Entries supplied

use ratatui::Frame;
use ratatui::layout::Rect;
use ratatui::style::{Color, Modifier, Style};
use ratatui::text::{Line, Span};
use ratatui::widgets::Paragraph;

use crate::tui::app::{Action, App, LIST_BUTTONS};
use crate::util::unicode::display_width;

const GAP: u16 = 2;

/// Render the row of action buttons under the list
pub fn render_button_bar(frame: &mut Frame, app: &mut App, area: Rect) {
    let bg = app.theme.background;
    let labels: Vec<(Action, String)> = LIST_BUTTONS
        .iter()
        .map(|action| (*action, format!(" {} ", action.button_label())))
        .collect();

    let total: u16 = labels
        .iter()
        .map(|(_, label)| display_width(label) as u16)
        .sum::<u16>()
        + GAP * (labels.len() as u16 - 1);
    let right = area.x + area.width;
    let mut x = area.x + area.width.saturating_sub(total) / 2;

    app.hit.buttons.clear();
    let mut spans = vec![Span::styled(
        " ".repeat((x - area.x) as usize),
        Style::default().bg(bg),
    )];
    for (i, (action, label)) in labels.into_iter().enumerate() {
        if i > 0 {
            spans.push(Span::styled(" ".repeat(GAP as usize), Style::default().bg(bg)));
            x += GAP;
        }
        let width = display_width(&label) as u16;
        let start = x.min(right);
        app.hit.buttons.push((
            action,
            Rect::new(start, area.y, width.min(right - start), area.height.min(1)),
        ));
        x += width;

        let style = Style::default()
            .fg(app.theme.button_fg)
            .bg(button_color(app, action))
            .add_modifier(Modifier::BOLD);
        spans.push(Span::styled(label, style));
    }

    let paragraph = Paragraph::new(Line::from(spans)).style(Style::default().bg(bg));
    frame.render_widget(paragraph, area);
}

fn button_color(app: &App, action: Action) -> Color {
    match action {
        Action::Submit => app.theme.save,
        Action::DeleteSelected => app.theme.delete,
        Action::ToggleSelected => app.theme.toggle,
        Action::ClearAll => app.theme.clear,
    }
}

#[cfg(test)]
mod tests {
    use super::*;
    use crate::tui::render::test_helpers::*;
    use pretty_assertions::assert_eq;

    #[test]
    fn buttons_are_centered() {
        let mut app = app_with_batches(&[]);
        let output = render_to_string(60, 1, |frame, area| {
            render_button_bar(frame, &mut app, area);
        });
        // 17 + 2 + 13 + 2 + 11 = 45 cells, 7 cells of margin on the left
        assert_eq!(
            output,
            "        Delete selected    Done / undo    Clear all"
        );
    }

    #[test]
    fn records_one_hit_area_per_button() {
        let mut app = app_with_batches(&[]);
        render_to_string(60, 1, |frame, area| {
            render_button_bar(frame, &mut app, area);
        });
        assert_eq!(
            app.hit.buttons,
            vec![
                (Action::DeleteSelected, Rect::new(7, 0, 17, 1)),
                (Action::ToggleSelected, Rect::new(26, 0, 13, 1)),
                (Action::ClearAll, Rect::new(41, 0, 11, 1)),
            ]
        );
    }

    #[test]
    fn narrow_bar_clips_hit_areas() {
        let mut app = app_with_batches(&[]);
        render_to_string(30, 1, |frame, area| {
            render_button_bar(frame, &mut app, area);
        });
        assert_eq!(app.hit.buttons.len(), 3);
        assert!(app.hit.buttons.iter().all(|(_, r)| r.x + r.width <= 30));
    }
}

Description of the task
Give again, exactly as written, every line from the first one above through the line that has "let mut spans" in it.

Response to the exercise
use ratatui::Frame;
use ratatui::layout::Rect;
use ratatui::style::{Color, Modifier, Style};
use ratatui::text::{Line, Span};
use ratatui::widgets::Paragraph;

use crate::tui::app::{Action, App, LIST_BUTTONS};
use crate::util::unicode::display_width;

const GAP: u16 = 2;

/// Render the row of action buttons under the list
pub fn render_button_bar(frame: &mut Frame, app: &mut App, area: Rect) {
    let bg = app.theme.background;
    let labels: Vec<(Action, String)> = LIST_BUTTONS
        .iter()
        .map(|action| (*action, format!(" {} ", action.button_label())))
        .collect();

    let total: u16 = labels
        .iter()
        .map(|(_, label)| display_width(label) as u16)
        .sum::<u16>()
        + GAP * (labels.len() as u16 - 1);
    let right = area.x + area.width;
    let mut x = area.x + area.width.saturating_sub(total) / 2;

    app.hit.buttons.clear();
    let mut spans = vec![Span::styled(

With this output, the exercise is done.